Recovering from a Sociopath

Hira Mericati
3 min readDec 25, 2020

I broke up with my boyfriend in September.

It wasn’t until Christmas that I started to realize how callous he was toward me.

Now, I am pretty sure he is a sociopath.

Today on Christmas I am alone. I don’t miss him, but I’m thinking of him. I’m thinking about how stupid I must have been to stay with him. To get back together with him last winter.

I wanted to see the best in him. I loved him.

More than that, I loved the person that I was with him.

I hadn’t been in a long term relationship in years. I saw the red flags- his history of violence, lack of treatment for his depression, dependence on marijuana in the way that I, a recovering addict myself, related to, being high constantly throughout the day.

As we continued to date he mentioned other things in passing that concerned me. He never said I love you back.

Finally I broke up with him, but when he reached out a week later, we were back together. Almost immediately things were back to how they were, but worse.

Every little thing I did wrong, he acted extremely offended by. I felt like I was the bad guy all the time.

Slowly my self esteem dwindled.

He never complimented me, although he always complimented himself. He had a love/hate relationship with himself. He said he hated himself but he was obsessed with himself.

He never came to my house during the pandemic. He didn’t help me move. I drove 45 minutes to his place once or twice a week, often to have him playing video games and not even come to the door.

He got a wonderful dog toward the end of our relationship. Once I spilled the dog bowl and he snapped at me. Just one example of the many times he snapped at me when I was trying to do something nice.

But I couldn’t break up with him. Not until I really hit my bottom and there was nothing left to stay for. Even though for months there hadn’t been anything left to stay for.

I was an irritation to him. I was in the way. That’s how he acted. If he was so annoyed with me, why didn’t he just break up with me? Did he just like having someone to control? Someone to snap at? Someone to berate? Sometimes I think so. I don’t know why else he would have stayed.

I am so grateful I got out of that relationship but I’m sad that now I have become the bitter person that I was before I started dating him originally.

He was so sweet to me when we first met. He is nice to all strangers and acquaintances. Just not to me. The nicer I was to him, the worse he was to me.

I wish I could believe in love. I wanted to keep trying with him because I really believed there was good in him. Even Darth Vader turned good in the end.

And when I broke up with him, I didn’t have hate in my heart. I think I was still clouded by the previous year of him manipulating me into thinking that I was at fault.

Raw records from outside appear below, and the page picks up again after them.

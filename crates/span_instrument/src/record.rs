//! In-flight and completed representations of one traced operation.

use crate::context::PropagationContext;
use serde::{Deserialize, Serialize};
use std::collections::HashMap;
use std::time::SystemTime;

/// Attribute value types for span metadata
#[derive(Debug, Clone, PartialEq, Serialize, Deserialize)]
#[serde(untagged)]
pub enum AttributeValue {
    String(String),
    Int(i64),
    Float(f64),
    Bool(bool),
    Array(Vec<String>),
}

impl From<&str> for AttributeValue {
    fn from(value: &str) -> Self {
        Self::String(value.to_string())
    }
}

impl From<i64> for AttributeValue {
    fn from(value: i64) -> Self {
        Self::Int(value)
    }
}

impl From<bool> for AttributeValue {
    fn from(value: bool) -> Self {
        Self::Bool(value)
    }
}

/// Span kind according to OpenTelemetry specification
#[derive(Debug, Clone, Copy, PartialEq, Eq, Serialize, Deserialize)]
pub enum SpanKind {
    /// Internal operation span
    Internal,
    /// Server-side RPC span
    Server,
    /// Client-side RPC span
    Client,
    /// Producer span (messaging)
    Producer,
    /// Consumer span (messaging)
    Consumer,
}

/// Span execution status
#[derive(Debug, Clone, Copy, PartialEq, Eq, Serialize, Deserialize)]
pub enum SpanStatus {
    /// Span completed successfully
    Ok,
    /// Span completed with error
    Error,
    /// Span status unknown
    Unset,
}

/// Outcome of the wrapped call, as reported by the interception facility at
/// the exit point.
#[derive(Debug, Clone, PartialEq)]
pub enum CallOutcome {
    /// Normal return, optionally carrying a representation of the value.
    Success(Option<AttributeValue>),
    /// The wrapped call raised; the message is recorded, the error itself is
    /// re-raised unchanged to the original caller.
    Error(String),
}

impl CallOutcome {
    pub fn status(&self) -> SpanStatus {
        match self {
            Self::Success(_) => SpanStatus::Ok,
            Self::Error(_) => SpanStatus::Error,
        }
    }

    pub fn is_error(&self) -> bool {
        matches!(self, Self::Error(_))
    }
}

/// The in-flight record of one started traced operation. Owns the start time
/// and its own propagation context; receives the outcome exactly once,
/// because [`OperationRecord::complete`] and `TracingBackend::end` take it by
/// value.
#[derive(Debug, Clone, PartialEq)]
pub struct OperationRecord {
    context: PropagationContext,
    parent: PropagationContext,
    name: String,
    kind: SpanKind,
    start_time: u64,
    attributes: HashMap<String, AttributeValue>,
}

impl OperationRecord {
    /// Starts a record under `parent`: a fresh span id, the parent's trace id
    /// (or a fresh trace id at a root context), and the current time.
    pub fn begin(parent: PropagationContext, name: impl Into<String>, kind: SpanKind) -> Self {
        let trace_id = if parent.is_root() {
            rand::random()
        } else {
            parent.trace_id()
        };
        // Span id zero is reserved for the root context.
        let span_id = loop {
            let id: u64 = rand::random();
            if id != 0 {
                break id;
            }
        };
        Self {
            context: PropagationContext::for_unit(trace_id, span_id),
            parent,
            name: name.into(),
            kind,
            start_time: unix_nanos(),
            attributes: HashMap::new(),
        }
    }

    /// The context that has this record as its current unit.
    pub fn context(&self) -> PropagationContext {
        self.context
    }

    pub fn parent(&self) -> PropagationContext {
        self.parent
    }

    pub fn name(&self) -> &str {
        &self.name
    }

    pub fn kind(&self) -> SpanKind {
        self.kind
    }

    /// Start time in Unix nanoseconds.
    pub fn start_time(&self) -> u64 {
        self.start_time
    }

    /// Adds an attribute to the record.
    pub fn set_attribute(&mut self, key: impl Into<String>, value: AttributeValue) {
        self.attributes.insert(key.into(), value);
    }

    /// Ends the record with the given outcome, producing the exportable form.
    /// Consumes the record; a second end is unrepresentable.
    pub fn complete(self, outcome: &CallOutcome) -> CompletedOperation {
        let mut attributes = self.attributes;
        match outcome {
            CallOutcome::Success(Some(value)) => {
                attributes.insert("call.result".to_string(), value.clone());
            }
            CallOutcome::Success(None) => {}
            CallOutcome::Error(message) => {
                attributes.insert(
                    "error.message".to_string(),
                    AttributeValue::String(message.clone()),
                );
            }
        }
        CompletedOperation {
            trace_id: self.context.trace_id(),
            span_id: self.context.span_id(),
            parent_span_id: self.parent.span_id(),
            name: self.name,
            kind: self.kind,
            status: outcome.status(),
            start_time: self.start_time,
            end_time: unix_nanos(),
            attributes,
        }
    }
}

/// A finished traced operation, ready for export by a backend.
#[derive(Debug, Clone, Serialize, Deserialize)]
pub struct CompletedOperation {
    /// Unique trace identifier (128-bit)
    pub trace_id: u128,
    /// Unique span identifier (64-bit)
    pub span_id: u64,
    /// Parent span identifier (0 if root span)
    pub parent_span_id: u64,
    /// Operation name
    pub name: String,
    /// Span kind
    pub kind: SpanKind,
    /// Span status
    pub status: SpanStatus,
    /// Start time (Unix nanoseconds)
    pub start_time: u64,
    /// End time (Unix nanoseconds)
    pub end_time: u64,
    /// Span attributes
    pub attributes: HashMap<String, AttributeValue>,
}

impl CompletedOperation {
    /// Duration of the operation in nanoseconds
    pub fn duration_nanos(&self) -> u64 {
        self.end_time.saturating_sub(self.start_time)
    }
}

fn unix_nanos() -> u64 {
    SystemTime::now()
        .duration_since(SystemTime::UNIX_EPOCH)
        .map_or(0, |elapsed| elapsed.as_nanos() as u64)
}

Slowly, it has become clear how hostile he was toward me and how little empathy he really had. How selfish he was. And that makes me sad and angry. It makes me afraid to try again.

Everyone else in my life saw it and I didn’t want to admit it because I didn’t want to be where I am right now- bitter, angry, and not believing in love. I knew it would happen eventually. So, here I am. Don’t say “I told ya so”. Please don’t say that. I know. I always knew. I just needed to have my own experience. And I did, I had it. And this is where I am now. Back to hating couples, hating love, hating fucking Christmas.

RIP to the part of me that fell in love with a sociopath and thought I could turn him good. I’m like fucking Padme, bitch.